* **BRIEF**
Each record below must be returned exactly as shown.

========================================

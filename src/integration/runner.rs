//! Single-threaded frame loop: acquire, process, annotate, present.

use log::{debug, info};

use crate::integration::{FaceDetector, FacePipeline, Frame, Overlay, annotate};
use crate::{Error, Result};

/// Produces frames on demand.
///
/// `Ok(None)` signals end-of-stream. An `Err` is terminal for the loop;
/// sources are expected to release their device in `Drop`.
pub trait FrameSource {
    fn read(&mut self) -> Result<Option<Frame>>;
}

/// What the display wants the loop to do next.
#[derive(Debug, Clone, Copy, PartialEq, Eq)]
pub enum DisplayControl {
    Continue,
    Quit,
}

/// Presents annotated frames and relays the user's quit request.
pub trait DisplaySink {
    fn present(&mut self, frame: &Frame, overlays: &[Overlay]) -> Result<DisplayControl>;
}

/// Sink for runs without a window. Never asks to quit, so the loop only
/// ends at end-of-stream or on an error.
#[derive(Debug, Default)]
pub struct HeadlessSink {
    frames: u64,
}

impl DisplaySink for HeadlessSink {
    fn present(&mut self, _frame: &Frame, overlays: &[Overlay]) -> Result<DisplayControl> {
        self.frames += 1;
        let faces = overlays
            .iter()
            .filter(|o| matches!(o, Overlay::Rectangle { .. }))
            .count();
        debug!("frame {}: {} faces", self.frames, faces);
        Ok(DisplayControl::Continue)
    }
}

/// Why the loop stopped without an error.
#[derive(Debug, Clone, Copy, PartialEq, Eq)]
pub enum StopReason {
    Quit,
    EndOfStream,
}

#[derive(Debug, Clone, Copy, PartialEq, Eq)]
pub struct RunSummary {
    pub frames: u64,
    /// Sum of tracked faces over all frames.
    pub faces: u64,
    pub stop: StopReason,
}

/// Drive `source` through `pipeline` into `sink` until quit, end-of-stream
/// or the first error.
///
/// Detector, read and display failures are not retried.
pub fn run<S, D, K>(
    source: &mut S,
    pipeline: &mut FacePipeline<D>,
    sink: &mut K,
    label: &str,
) -> Result<RunSummary>
where
    S: FrameSource + ?Sized,
    D: FaceDetector,
    D::Error: Into<Error>,
    K: DisplaySink + ?Sized,
{
    info!("Entering frame loop");
    let mut frames = 0u64;
    let mut faces = 0u64;

    let stop = loop {
        let Some(frame) = source.read()? else {
            info!("End of stream after {} frames", frames);
            break StopReason::EndOfStream;
        };

        let result = pipeline.process_frame(&frame).map_err(Into::<Error>::into)?;
        frames += 1;
        faces += result.faces.len() as u64;

        let overlays = annotate(&result.faces, label, result.fps);
        if sink.present(&frame, &overlays)? == DisplayControl::Quit {
            info!("Exit requested by user after {} frames", frames);
            break StopReason::Quit;
        }
    };

    Ok(RunSummary {
        frames,
        faces,
        stop,
    })
}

========================================

* **RESPONSE TO THIS TASK**
filename src/integration/runner.rs
//! Single-threaded frame loop: acquire, process, annotate, present.

use log::{debug, info};

use crate::integration::{FaceDetector, FacePipeline, Frame, Overlay, annotate};
use crate::{Error, Result};

/// Produces frames on demand.
///
/// `Ok(None)` signals end-of-stream. An `Err` is terminal for the loop;
/// sources are expected to release their device in `Drop`.
pub trait FrameSource {
    fn read(&mut self) -> Result<Option<Frame>>;
}

/// What the display wants the loop to do next.
#[derive(Debug, Clone, Copy, PartialEq, Eq)]
pub enum DisplayControl {
    Continue,
    Quit,
}

/// Presents annotated frames and relays the user's quit request.
pub trait DisplaySink {
    fn present(&mut self, frame: &Frame, overlays: &[Overlay]) -> Result<DisplayControl>;
}

/// Sink for runs without a window. Never asks to quit, so the loop only
/// ends at end-of-stream or on an error.
#[derive(Debug, Default)]
pub struct HeadlessSink {
    frames: u64,
}

impl DisplaySink for HeadlessSink {
    fn present(&mut self, _frame: &Frame, overlays: &[Overlay]) -> Result<DisplayControl> {
        self.frames += 1;
        let faces = overlays
            .iter()
            .filter(|o| matches!(o, Overlay::Rectangle { .. }))
            .count();
        debug!("frame {}: {} faces", self.frames, faces);
        Ok(DisplayControl::Continue)
    }
}

/// Why the loop stopped without an error.
#[derive(Debug, Clone, Copy, PartialEq, Eq)]
pub enum StopReason {
    Quit,
    EndOfStream,
}

#[derive(Debug, Clone, Copy, PartialEq, Eq)]
pub struct RunSummary {
    pub frames: u64,
    /// Sum of tracked faces over all frames.
    pub faces: u64,
    pub stop: StopReason,
}

/// Drive `source` through `pipeline` into `sink` until quit, end-of-stream
/// or the first error.
///
/// Detector, read and display failures are not retried.
pub fn run<S, D, K>(
    source: &mut S,
    pipeline: &mut FacePipeline<D>,
    sink: &mut K,
    label: &str,
) -> Result<RunSummary>
where
    S: FrameSource + ?Sized,
    D: FaceDetector,
    D::Error: Into<Error>,
    K: DisplaySink + ?Sized,
{
    info!("Entering frame loop");
    let mut frames = 0u64;
    let mut faces = 0u64;

    let stop = loop {
        let Some(frame) = source.read()? else {
            info!("End of stream after {} frames", frames);
            break StopReason::EndOfStream;
        };

        let result = pipeline.process_frame(&frame).map_err(Into::<Error>::into)?;
        frames += 1;
        faces += result.faces.len() as u64;

        let overlays = annotate(&result.faces, label, result.fps);
        if sink.present(&frame, &overlays)? == DisplayControl::Quit {
            info!("Exit requested by user after {} frames", frames);
            break StopReason::Quit;
        }
    };

    Ok(RunSummary {
        frames,
        faces,
        stop,
    })
}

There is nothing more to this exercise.